Scan the records below for lines with the word "AAAA", then state how many you find and nothing else.

Collected data
================

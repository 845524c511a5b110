//! Plain configuration data. Loading this from a file or environment is an
//! external collaborator's job (spec.md §1) — this module only defines the
//! knobs of spec.md §6 and their defaults.

use std::path::PathBuf;
use std::time::Duration;

use crate::blocklist::BlockingMode;

#[derive(Debug, Clone)]
pub struct Config {
    /// Aging-window length in blocks (default 36).
    pub tree_interval: u64,

    /// Fallback TTL used when a synthesized record carries none.
    pub dns_cache_ttl_seconds: u32,

    /// Cap on the verified-fallback peer list.
    pub max_fallback_peers: usize,

    /// Full-node peer TCP port.
    pub mainnet_port: u16,

    /// Error count at which a peer is excluded from selection.
    pub max_errors: u32,

    /// If true, the blacklist loader also consults the stricter list set.
    pub privacy_mode: bool,

    /// How a blocked domain is answered.
    pub blocking_mode: BlockingMode,

    /// Directory holding `peer_errors.cbor`, `fullnode_peers.cbor`,
    /// the fallback-peers file, and `adblock_blacklist.txt`.
    pub data_dir: PathBuf,

    /// Upstream conventional DNS server used for non-Handshake names.
    pub upstream_dns: std::net::SocketAddr,

    pub peer_connect_timeout: Duration,
    pub peer_read_timeout: Duration,

    /// Handshake TLDs this resolver treats as on-chain (everything else
    /// is forwarded to `upstream_dns`).
    pub handshake_tlds: Vec<String>,

    /// Bootstrap full-node peers consulted before any have been learned
    /// or persisted.
    pub seed_peers: Vec<String>,
}

impl Default for Config {
    fn default() -> Self {
        Self {
            tree_interval: crate::constants::TREE_INTERVAL,
            dns_cache_ttl_seconds: crate::constants::DNS_CACHE_TTL_SECONDS,
            max_fallback_peers: crate::constants::MAX_FALLBACK_PEERS,
            mainnet_port: crate::constants::MAINNET_PORT,
            max_errors: crate::constants::MAX_ERRORS,
            privacy_mode: false,
            blocking_mode: BlockingMode::NxDomain,
            data_dir: PathBuf::from("."),
            upstream_dns: crate::constants::FORWARD_DNS_SERVER
                .parse()
                .expect("default upstream is a valid socket address"),
            peer_connect_timeout: Duration::from_millis(crate::constants::PEER_CONNECT_TIMEOUT_MS),
            peer_read_timeout: Duration::from_millis(crate::constants::PEER_READ_TIMEOUT_MS),
            handshake_tlds: Vec::new(),
            seed_peers: Vec::new(),
        }
    }
}

impl Config {
    pub fn is_handshake_tld(&self, tld: &str) -> bool {
        self.handshake_tlds.iter().any(|t| t == tld)
    }
}
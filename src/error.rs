use std::sync::Arc;
use thiserror::Error;

/// Unified error type for the resolver, cache, peer registry and DANE
/// verifier — the error taxonomy of spec.md §7.
#[derive(Debug, Clone, Error)]
pub enum HsknsError {
    #[error("io error: {0}")]
    Io(Arc<std::io::Error>),

    #[error("dns wire format error: {0}")]
    Parse(#[from] crate::dns::ParseError),

    /// Every candidate peer refused or timed out.
    #[error("no peer reachable for {name}")]
    Unreachable { name: String },

    /// Every responding full node returned `notfound`.
    #[error("name not found on chain: {name}")]
    NotFound { name: String },

    /// A peer's response failed structural or cryptographic checks.
    #[error("bad proof from peer {peer}: {reason}")]
    BadProof { peer: String, reason: String },

    /// Cached bytes failed to parse back into a `DNSPacket`.
    #[error("cache entry for {name} is corrupt")]
    CacheCorrupt { name: String },

    /// Persisting peer/cache state to disk failed; in-memory state is
    /// still authoritative.
    #[error("failed to persist {what}: {source}")]
    PersistenceFailure {
        what: &'static str,
        #[source]
        source: Arc<std::io::Error>,
    },

    /// DANE on a non-443 port, or a TLSA record with an unsupported
    /// usage/selector/matching combination.
    #[error("not supported: {0}")]
    NotSupported(String),

    /// DANE: TLSA records exist but none matched the presented chain.
    #[error("presented certificate chain does not match any TLSA record")]
    Mismatch,
}

impl From<std::io::Error> for HsknsError {
    fn from(err: std::io::Error) -> Self {
        HsknsError::Io(Arc::new(err))
    }
}

pub type Result<T> = std::result::Result<T, HsknsError>;
impl Resolver {
    pub fn new(
        config: Config,
        cache: Arc<ResponseCache>,
        peers: Arc<PeerRegistry>,
        spv: Arc<dyn SpvClient>,
        blocklist: Arc<Blocklist>,
    ) -> Self {
        Self {
            config,
            cache,
            peers,
            spv,
            blocklist,
            metrics: None,
        }
    }

    /// Opts this resolver into Prometheus observation at its decision
    /// points (sinkhole, cache hit/miss, peer outcome), mirroring
    /// heimdall's `Option<Arc<DnsMetrics>>` field on its own resolver.
    pub fn with_metrics(mut self, metrics: Arc<HsknsMetrics>) -> Self {
        self.metrics = Some(metrics);
        self
    }

    pub fn cache(&self) -> &ResponseCache {
        &self.cache
    }

    /// spec.md §4.3's public operation. Cancellation-safe: every mutation
    /// to peer or cache state happens only after its network exchange has
    /// fully completed (spec.md §5).
    pub async fn resolve(&self, name: &str, qtype: DNSResourceType) -> Result<Option<DNSPacket>> {
        if self.blocklist.is_blocked(name) && matches!(qtype, DNSResourceType::A | DNSResourceType::AAAA) {
            debug!(name, "blocked domain, returning sinkhole");
            if let Some(metrics) = &self.metrics {
                metrics.blocked_queries.inc();
            }
            return Ok(Some(self.sinkhole(name, qtype)));
        }

        let tld = extract_tld(name);
        if self.config.is_handshake_tld(&tld) {
            self.resolve_handshake(name, &tld, qtype).await
        } else {
            self.resolve_conventional(name, qtype).await
        }
    }

    fn sinkhole(&self, name: &str, qtype: DNSResourceType) -> DNSPacket {
        let question = DNSQuestion {
            labels: name.split('.').filter(|l| !l.is_empty()).map(str::to_string).collect(),
            qtype,
            qclass: DNSResourceClass::IN,
        };
        match self.config.blocking_mode {
            BlockingMode::NxDomain => DNSPacket::respond(0, question, DnsRCode::NxDomain),
            BlockingMode::ZeroIp => {
                let mut packet = DNSPacket::respond(0, question.clone(), DnsRCode::NoError);
                packet.answers.push(DNSResource {
                    name: name.to_string(),
                    rtype: qtype,
                    rclass: DNSResourceClass::IN,
                    ttl: self.config.dns_cache_ttl_seconds,
                    rdata: RData::A(Ipv4Addr::UNSPECIFIED),
                });
                packet
            }
            BlockingMode::CustomIp(ip) => {
                let mut packet = DNSPacket::respond(0, question, DnsRCode::NoError);
                if let std::net::IpAddr::V4(v4) = ip {
                    packet.answers.push(DNSResource {
                        name: name.to_string(),
                        rtype: qtype,
                        rclass: DNSResourceClass::IN,
                        ttl: self.config.dns_cache_ttl_seconds,
                        rdata: RData::A(v4),
                    });
                }
                packet
            }
        }
    }

    async fn resolve_handshake(&self, name: &str, tld: &str, qtype: DNSResourceType) -> Result<Option<DNSPacket>> {
        let height = self.spv.current_height();
        let qname_key = CacheKey::new(name, qtype, DNSResourceClass::IN);

        if let Some(bytes) = self.cache.get(&qname_key, height) {
            if let Some(packet) = decode_cached(&self.cache, &qname_key, &bytes) {
                if let Some(metrics) = &self.metrics {
                    metrics.cache_hits.inc();
                    metrics.cache_size.set(self.cache.len() as i64);
                }
                return Ok(Some(packet));
            }
            debug!(name, "cached entry was corrupt, retrying as a miss");
        }
        if let Some(metrics) = &self.metrics {
            metrics.cache_misses.inc();
        }

        // DS/TLSA are published at the exact queried name; everything
        // else (A/AAAA/NS/TXT under a Handshake TLD) is resolved from the
        // TLD's own proof, which carries NS + GLUE records.
        let proof_target = match qtype {
            DNSResourceType::DS | DNSResourceType::TLSA => name.to_string(),
            _ => tld.to_string(),
        };

        let records = match self.fetch_proof(&proof_target).await? {
            None => return Ok(None),
            Some(None) => {
                let question = DNSQuestion {
                    labels: name.split('.').filter(|l| !l.is_empty()).map(str::to_string).collect(),
                    qtype,
                    qclass: DNSResourceClass::IN,
                };
                return Ok(Some(DNSPacket::respond(0, question, DnsRCode::NxDomain)));
            }
            Some(Some(records)) => records,
        };

        let decoded: Vec<DNSResource> = records
            .iter()
            .filter_map(|r| match hsk::decode_record(&proof_target, r) {
                Ok(rr) => Some(rr),
                Err(err) => {
                    warn!(proof_target, error = %err, "skipping undecodable record");
                    None
                }
            })
            .collect();

        if proof_target != name {
            // Exact-name proof (DS/TLSA): the decoded records already
            // carry the right owner name, cache them directly.
            let answer = self.build_answer(name, qtype, &decoded);
            self.cache_and_return(qname_key, height, answer)
        } else {
            // TLD proof: synthesize and cache the tld/NS entry
            // independently, then synthesize the qname's own answer from
            // the same decode pass without sharing the cache entry
            // (spec.md §9's open question: keep these separate).
            let ns_key = CacheKey::new(tld, DNSResourceType::NS, DNSResourceClass::IN);
            let ns_packet = self.build_tld_packet(tld, &decoded);
            let ns_ttl = ns_packet.min_ttl(self.config.dns_cache_ttl_seconds);
            self.cache.put(ns_key, ns_packet.to_wire(), ns_ttl, height);

            let answer = self.build_answer(name, qtype, &decoded);
            self.cache_and_return(qname_key, height, answer)
        }
    }

    fn cache_and_return(&self, key: CacheKey, height: u64, packet: DNSPacket) -> Result<Option<DNSPacket>> {
        let ttl = packet.min_ttl(self.config.dns_cache_ttl_seconds);
        self.cache.put(key, packet.to_wire(), ttl, height);
        if let Some(metrics) = &self.metrics {
            metrics.cache_size.set(self.cache.len() as i64);
        }
        Ok(Some(packet))
    }

    fn build_tld_packet(&self, tld: &str, decoded: &[DNSResource]) -> DNSPacket {
        let question = DNSQuestion {
            labels: tld.split('.').filter(|l| !l.is_empty()).map(str::to_string).collect(),
            qtype: DNSResourceType::NS,
            qclass: DNSResourceClass::IN,
        };
        let mut packet = DNSPacket::respond(0, question, DnsRCode::NoError);
        for rr in decoded {
            match rr.rtype {
                DNSResourceType::NS => packet.authorities.push(rr.clone()),
                DNSResourceType::A | DNSResourceType::AAAA => packet.resources.push(rr.clone()),
                _ => {}
            }
        }
        packet
    }

    /// Builds the final answer for `(name, qtype)` out of a decoded
    /// record set, matching by owner name and type (spec.md §4.3 point 3).
    fn build_answer(&self, name: &str, qtype: DNSResourceType, decoded: &[DNSResource]) -> DNSPacket {
        let question = DNSQuestion {
            labels: name.split('.').filter(|l| !l.is_empty()).map(str::to_string).collect(),
            qtype,
            qclass: DNSResourceClass::IN,
        };
        let mut packet = DNSPacket::respond(0, question, DnsRCode::NoError);
        let normalized = name.trim_end_matches('.').to_lowercase();
        for rr in decoded {
            if rr.rtype == qtype && rr.name.trim_end_matches('.').to_lowercase() == normalized {
                packet.answers.push(rr.clone());
            }
        }
        packet
    }

    /// Selects a peer, requests a proof, and fails over per spec.md §4.2.
    /// `Ok(None)` means every candidate timed out/errored (caller surfaces
    /// SERVFAIL); `Ok(Some(None))` means every responding peer said
    /// `notfound`; `Ok(Some(Some(records)))` is a successful proof.
    async fn fetch_proof(&self, target: &str) -> Result<Option<Option<Vec<HskResource>>>> {
        let name_hash = name_hash(target);
        let Some(selection) = self.peers.select_peer(&name_hash) else {
            return Err(HsknsError::Unreachable { name: target.to_string() });
        };

        let mut candidates = vec![selection.chosen];
        candidates.extend(selection.ordered_rest);

        let mut any_notfound = false;
        for peer in candidates {
            let outcome = timeout(
                self.config.peer_connect_timeout + self.config.peer_read_timeout,
                self.spv.get_proof(
                    &peer,
                    target,
                    self.config.peer_connect_timeout,
                    self.config.peer_read_timeout,
                ),
            )
            .await;

            match outcome {
                Ok(Ok(ProofResult::Found {
                    records,
                    advertised_network,
                })) => {
                    if let Err(err) = self.peers.record_proof_success(&peer, advertised_network) {
                        warn!(peer, error = %err, "failed to persist proof success");
                    }
                    if let Some(metrics) = &self.metrics {
                        metrics.peer_proof_successes.inc();
                    }
                    info!(peer, target, "proof received");
                    return Ok(Some(Some(records)));
                }
                Ok(Ok(ProofResult::NotFound)) => {
                    any_notfound = true;
                    if let Err(err) = self.peers.record_notfound(&peer) {
                        warn!(peer, error = %err, "failed to persist notfound reputation hit");
                    }
                    if let Some(metrics) = &self.metrics {
                        metrics.peer_notfound.inc();
                    }
                    debug!(peer, target, "peer reported notfound");
                }
                Ok(Err(HsknsError::BadProof { reason, .. })) => {
                    warn!(peer, target, reason, "bad proof, trying next peer");
                    if let Err(err) = self.peers.record_connection_error(&peer) {
                        warn!(peer, error = %err, "failed to persist connection error");
                    }
                    if let Some(metrics) = &self.metrics {
                        metrics.peer_errors.inc();
                    }
                }
                Ok(Err(err)) => {
                    warn!(peer, target, error = %err, "peer connection error");
                    if let Err(err) = self.peers.record_connection_error(&peer) {
                        warn!(peer, error = %err, "failed to persist connection error");
                    }
                    if let Some(metrics) = &self.metrics {
                        metrics.peer_errors.inc();
                    }
                }
                Err(_) => {
                    warn!(peer, target, "peer timed out");
                    if let Err(err) = self.peers.record_connection_error(&peer) {
                        warn!(peer, error = %err, "failed to persist connection error");
                    }
                    if let Some(metrics) = &self.metrics {
                        metrics.peer_errors.inc();
                    }
                }
            }
        }

        if any_notfound {
            Ok(Some(None))
        } else {
            Ok(None)
        }
    }

    /// Conventional (non-Handshake) DNS forwarding over UDP, per spec.md
    /// §4.3 point 4. No caching beyond whatever the upstream resolver
    /// itself implies — this crate's cache is Handshake-specific.
    async fn resolve_conventional(&self, name: &str, qtype: DNSResourceType) -> Result<Option<DNSPacket>> {
        let query = DNSPacket::query(rand::random(), name, qtype);
        let wire = query.to_wire();

        let socket = UdpSocket::bind("0.0.0.0:0").await?;
        socket.connect(self.config.upstream_dns).await?;
        socket.send(&wire).await?;

        let mut buf = [0u8; 4096];
        let len = match timeout(self.config.peer_read_timeout, socket.recv(&mut buf)).await {
            Ok(Ok(len)) => len,
            Ok(Err(err)) => return Err(err.into()),
            Err(_) => {
                warn!(name, upstream = %self.config.upstream_dns, "conventional DNS forward timed out");
                return Ok(None);
            }
        };

        match DNSPacket::from_wire(&buf[..len]) {
            Ok(packet) => Ok(Some(packet)),
            Err(err) => Err(err.into()),
        }
    }
}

================

### RESPONSE TO THE TASK
3